* _What is expected_
Using the records that follow, tally the lines containing the word "HttpInventoryClient" and state only the count.

*** Opening of Dataset extract ***

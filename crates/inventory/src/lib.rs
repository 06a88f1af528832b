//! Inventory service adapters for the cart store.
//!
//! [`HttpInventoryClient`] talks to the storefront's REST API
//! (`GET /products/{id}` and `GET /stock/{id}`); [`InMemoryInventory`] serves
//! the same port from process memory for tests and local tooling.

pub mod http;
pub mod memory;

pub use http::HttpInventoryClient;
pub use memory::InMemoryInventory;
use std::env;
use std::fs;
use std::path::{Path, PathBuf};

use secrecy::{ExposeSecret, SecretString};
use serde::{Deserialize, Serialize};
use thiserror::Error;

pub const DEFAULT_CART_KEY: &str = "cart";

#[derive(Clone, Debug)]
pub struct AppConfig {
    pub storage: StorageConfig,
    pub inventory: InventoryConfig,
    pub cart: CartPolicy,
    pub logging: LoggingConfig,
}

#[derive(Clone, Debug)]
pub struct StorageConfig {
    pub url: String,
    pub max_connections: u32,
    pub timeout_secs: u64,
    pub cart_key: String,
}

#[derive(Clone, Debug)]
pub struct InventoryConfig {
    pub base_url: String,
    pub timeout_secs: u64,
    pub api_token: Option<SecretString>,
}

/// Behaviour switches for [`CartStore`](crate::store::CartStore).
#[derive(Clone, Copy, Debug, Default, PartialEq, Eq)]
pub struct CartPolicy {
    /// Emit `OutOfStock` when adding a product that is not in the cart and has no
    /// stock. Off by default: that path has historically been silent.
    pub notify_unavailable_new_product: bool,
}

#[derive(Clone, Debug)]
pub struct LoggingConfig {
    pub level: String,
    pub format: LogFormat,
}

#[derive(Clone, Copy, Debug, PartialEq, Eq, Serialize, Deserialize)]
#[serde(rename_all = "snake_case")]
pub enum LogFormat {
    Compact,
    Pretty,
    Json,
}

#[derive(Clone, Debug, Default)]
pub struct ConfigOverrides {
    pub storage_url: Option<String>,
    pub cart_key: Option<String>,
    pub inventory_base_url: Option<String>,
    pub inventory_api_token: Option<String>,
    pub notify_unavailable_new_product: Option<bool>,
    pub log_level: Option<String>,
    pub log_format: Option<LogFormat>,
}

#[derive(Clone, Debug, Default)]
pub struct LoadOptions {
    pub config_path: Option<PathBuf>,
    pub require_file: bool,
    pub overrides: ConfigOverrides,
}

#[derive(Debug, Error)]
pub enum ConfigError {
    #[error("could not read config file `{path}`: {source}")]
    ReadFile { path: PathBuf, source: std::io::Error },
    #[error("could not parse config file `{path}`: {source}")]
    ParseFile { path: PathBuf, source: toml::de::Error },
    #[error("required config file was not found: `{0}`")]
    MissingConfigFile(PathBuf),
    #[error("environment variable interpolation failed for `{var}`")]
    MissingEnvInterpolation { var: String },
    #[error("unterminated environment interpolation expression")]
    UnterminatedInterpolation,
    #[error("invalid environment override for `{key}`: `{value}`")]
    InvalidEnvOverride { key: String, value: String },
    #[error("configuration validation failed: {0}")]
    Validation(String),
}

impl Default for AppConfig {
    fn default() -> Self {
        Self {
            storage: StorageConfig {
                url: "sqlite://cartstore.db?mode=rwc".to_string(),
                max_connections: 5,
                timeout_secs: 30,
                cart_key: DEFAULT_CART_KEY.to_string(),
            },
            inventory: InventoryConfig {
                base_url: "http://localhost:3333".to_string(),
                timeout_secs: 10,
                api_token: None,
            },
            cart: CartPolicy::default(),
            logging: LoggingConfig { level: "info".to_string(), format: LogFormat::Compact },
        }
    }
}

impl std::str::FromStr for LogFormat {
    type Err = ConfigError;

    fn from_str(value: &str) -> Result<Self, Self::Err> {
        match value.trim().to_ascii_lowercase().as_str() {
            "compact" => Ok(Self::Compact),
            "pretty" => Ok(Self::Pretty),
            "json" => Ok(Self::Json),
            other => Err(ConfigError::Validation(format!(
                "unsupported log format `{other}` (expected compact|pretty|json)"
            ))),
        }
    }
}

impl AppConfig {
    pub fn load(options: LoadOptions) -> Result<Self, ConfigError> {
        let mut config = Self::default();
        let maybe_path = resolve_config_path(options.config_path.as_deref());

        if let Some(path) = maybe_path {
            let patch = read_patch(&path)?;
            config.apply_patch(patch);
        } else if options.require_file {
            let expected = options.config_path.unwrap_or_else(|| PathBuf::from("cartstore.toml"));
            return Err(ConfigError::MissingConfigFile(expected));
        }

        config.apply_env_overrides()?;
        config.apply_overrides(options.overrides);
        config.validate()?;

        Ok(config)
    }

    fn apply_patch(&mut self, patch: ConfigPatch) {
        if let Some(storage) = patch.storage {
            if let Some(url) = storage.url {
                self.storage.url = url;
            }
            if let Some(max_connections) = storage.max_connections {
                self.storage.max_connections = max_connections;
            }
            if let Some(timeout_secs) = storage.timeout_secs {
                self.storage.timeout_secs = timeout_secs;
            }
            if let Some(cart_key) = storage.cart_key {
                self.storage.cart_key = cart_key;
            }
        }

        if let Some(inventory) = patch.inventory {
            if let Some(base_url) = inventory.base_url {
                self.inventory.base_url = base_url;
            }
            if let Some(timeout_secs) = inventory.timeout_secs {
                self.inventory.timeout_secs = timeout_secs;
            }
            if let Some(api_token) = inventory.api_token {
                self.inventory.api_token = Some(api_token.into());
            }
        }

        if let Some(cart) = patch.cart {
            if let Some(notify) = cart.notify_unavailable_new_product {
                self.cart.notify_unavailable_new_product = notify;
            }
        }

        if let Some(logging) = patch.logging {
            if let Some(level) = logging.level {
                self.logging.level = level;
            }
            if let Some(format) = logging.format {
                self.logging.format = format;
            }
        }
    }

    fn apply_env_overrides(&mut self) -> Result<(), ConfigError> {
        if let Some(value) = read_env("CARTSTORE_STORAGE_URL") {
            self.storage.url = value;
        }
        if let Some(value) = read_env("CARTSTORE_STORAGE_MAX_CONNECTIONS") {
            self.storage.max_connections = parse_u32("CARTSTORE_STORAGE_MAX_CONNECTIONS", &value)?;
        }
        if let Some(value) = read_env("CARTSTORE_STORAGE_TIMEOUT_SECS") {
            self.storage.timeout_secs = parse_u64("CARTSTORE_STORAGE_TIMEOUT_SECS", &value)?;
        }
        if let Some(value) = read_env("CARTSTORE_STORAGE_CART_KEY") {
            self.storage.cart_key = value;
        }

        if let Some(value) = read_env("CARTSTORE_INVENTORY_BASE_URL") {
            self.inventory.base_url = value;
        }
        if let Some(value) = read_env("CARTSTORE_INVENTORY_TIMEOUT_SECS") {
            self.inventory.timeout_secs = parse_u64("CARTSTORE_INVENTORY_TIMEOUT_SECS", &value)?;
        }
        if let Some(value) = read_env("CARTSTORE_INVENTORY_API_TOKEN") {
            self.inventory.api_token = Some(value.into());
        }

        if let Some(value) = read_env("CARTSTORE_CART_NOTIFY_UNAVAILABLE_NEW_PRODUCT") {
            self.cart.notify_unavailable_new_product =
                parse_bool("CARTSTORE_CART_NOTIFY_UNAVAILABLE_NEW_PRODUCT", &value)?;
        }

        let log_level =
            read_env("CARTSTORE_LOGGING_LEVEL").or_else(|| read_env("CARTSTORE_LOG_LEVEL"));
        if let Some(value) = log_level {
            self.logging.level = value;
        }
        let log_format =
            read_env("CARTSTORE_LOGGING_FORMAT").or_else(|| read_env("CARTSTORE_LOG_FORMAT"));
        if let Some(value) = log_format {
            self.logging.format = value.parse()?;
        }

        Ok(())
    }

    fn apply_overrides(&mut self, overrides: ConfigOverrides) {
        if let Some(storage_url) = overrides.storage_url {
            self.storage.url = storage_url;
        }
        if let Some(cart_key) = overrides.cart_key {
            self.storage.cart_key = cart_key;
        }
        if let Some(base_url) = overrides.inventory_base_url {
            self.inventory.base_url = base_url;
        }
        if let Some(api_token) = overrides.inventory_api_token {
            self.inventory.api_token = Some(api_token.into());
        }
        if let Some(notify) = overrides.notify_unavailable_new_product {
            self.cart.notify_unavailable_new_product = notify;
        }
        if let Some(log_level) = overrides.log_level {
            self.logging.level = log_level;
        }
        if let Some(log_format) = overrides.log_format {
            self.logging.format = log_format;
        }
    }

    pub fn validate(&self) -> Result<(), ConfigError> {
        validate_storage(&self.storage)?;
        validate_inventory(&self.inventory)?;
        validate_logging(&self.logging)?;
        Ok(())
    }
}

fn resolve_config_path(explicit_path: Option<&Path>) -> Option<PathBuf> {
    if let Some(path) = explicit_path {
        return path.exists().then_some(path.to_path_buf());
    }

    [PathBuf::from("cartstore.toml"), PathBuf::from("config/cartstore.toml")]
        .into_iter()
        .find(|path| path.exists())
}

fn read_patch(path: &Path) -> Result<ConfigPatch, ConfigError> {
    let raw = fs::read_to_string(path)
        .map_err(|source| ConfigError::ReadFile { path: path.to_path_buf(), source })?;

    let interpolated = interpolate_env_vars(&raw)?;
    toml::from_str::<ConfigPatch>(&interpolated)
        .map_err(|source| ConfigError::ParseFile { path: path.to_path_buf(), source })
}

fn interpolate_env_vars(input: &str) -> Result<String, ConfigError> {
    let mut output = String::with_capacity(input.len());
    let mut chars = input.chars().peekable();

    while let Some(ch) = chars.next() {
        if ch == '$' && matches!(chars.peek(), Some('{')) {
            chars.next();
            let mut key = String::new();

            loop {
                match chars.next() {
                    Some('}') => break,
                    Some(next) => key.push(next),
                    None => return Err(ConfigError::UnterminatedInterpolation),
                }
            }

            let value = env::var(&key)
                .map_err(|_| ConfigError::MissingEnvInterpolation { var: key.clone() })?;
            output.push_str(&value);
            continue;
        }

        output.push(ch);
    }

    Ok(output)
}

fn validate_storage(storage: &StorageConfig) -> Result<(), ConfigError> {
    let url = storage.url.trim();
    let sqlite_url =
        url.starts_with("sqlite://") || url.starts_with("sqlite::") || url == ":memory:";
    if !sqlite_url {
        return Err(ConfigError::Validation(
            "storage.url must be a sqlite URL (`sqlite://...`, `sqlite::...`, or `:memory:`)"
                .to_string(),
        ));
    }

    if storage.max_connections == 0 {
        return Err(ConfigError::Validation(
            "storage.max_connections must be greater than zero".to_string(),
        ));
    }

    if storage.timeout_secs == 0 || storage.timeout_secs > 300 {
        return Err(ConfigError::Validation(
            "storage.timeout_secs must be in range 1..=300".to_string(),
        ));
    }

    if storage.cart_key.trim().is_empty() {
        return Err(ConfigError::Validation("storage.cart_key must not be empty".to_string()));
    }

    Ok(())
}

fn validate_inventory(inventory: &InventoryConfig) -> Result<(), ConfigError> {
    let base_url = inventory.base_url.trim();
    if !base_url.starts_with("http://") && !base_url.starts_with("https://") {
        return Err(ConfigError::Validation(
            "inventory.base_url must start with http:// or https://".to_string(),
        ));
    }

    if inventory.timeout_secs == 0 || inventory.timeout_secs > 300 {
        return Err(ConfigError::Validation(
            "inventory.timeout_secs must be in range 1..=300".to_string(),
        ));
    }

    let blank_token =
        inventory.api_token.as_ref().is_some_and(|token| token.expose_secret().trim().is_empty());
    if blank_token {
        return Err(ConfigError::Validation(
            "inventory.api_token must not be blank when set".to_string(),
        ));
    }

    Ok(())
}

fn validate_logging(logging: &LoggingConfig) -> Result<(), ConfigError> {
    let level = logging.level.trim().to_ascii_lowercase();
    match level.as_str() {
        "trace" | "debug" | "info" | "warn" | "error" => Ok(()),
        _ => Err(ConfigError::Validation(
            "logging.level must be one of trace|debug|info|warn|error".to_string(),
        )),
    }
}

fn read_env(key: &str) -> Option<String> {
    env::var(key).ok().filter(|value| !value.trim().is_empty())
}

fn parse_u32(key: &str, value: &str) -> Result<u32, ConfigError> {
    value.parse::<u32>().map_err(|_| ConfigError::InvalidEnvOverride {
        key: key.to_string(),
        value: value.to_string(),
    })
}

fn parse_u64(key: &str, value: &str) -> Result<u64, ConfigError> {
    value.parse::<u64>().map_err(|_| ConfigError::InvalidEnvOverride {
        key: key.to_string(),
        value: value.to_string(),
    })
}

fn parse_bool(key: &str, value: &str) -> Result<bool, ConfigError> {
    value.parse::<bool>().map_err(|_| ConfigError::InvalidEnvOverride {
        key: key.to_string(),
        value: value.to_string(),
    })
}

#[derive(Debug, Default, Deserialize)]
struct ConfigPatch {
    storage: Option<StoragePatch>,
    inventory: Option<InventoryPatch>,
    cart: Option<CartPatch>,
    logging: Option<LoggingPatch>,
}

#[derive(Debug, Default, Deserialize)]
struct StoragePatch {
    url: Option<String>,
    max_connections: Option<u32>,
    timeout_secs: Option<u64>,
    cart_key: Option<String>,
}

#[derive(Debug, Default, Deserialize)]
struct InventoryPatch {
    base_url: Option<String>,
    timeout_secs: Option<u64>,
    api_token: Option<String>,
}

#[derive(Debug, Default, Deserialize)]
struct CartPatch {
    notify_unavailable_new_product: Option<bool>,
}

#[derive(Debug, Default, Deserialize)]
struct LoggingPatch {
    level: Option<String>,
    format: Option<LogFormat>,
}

*** Close of Dataset extract ***

* _Task response_
2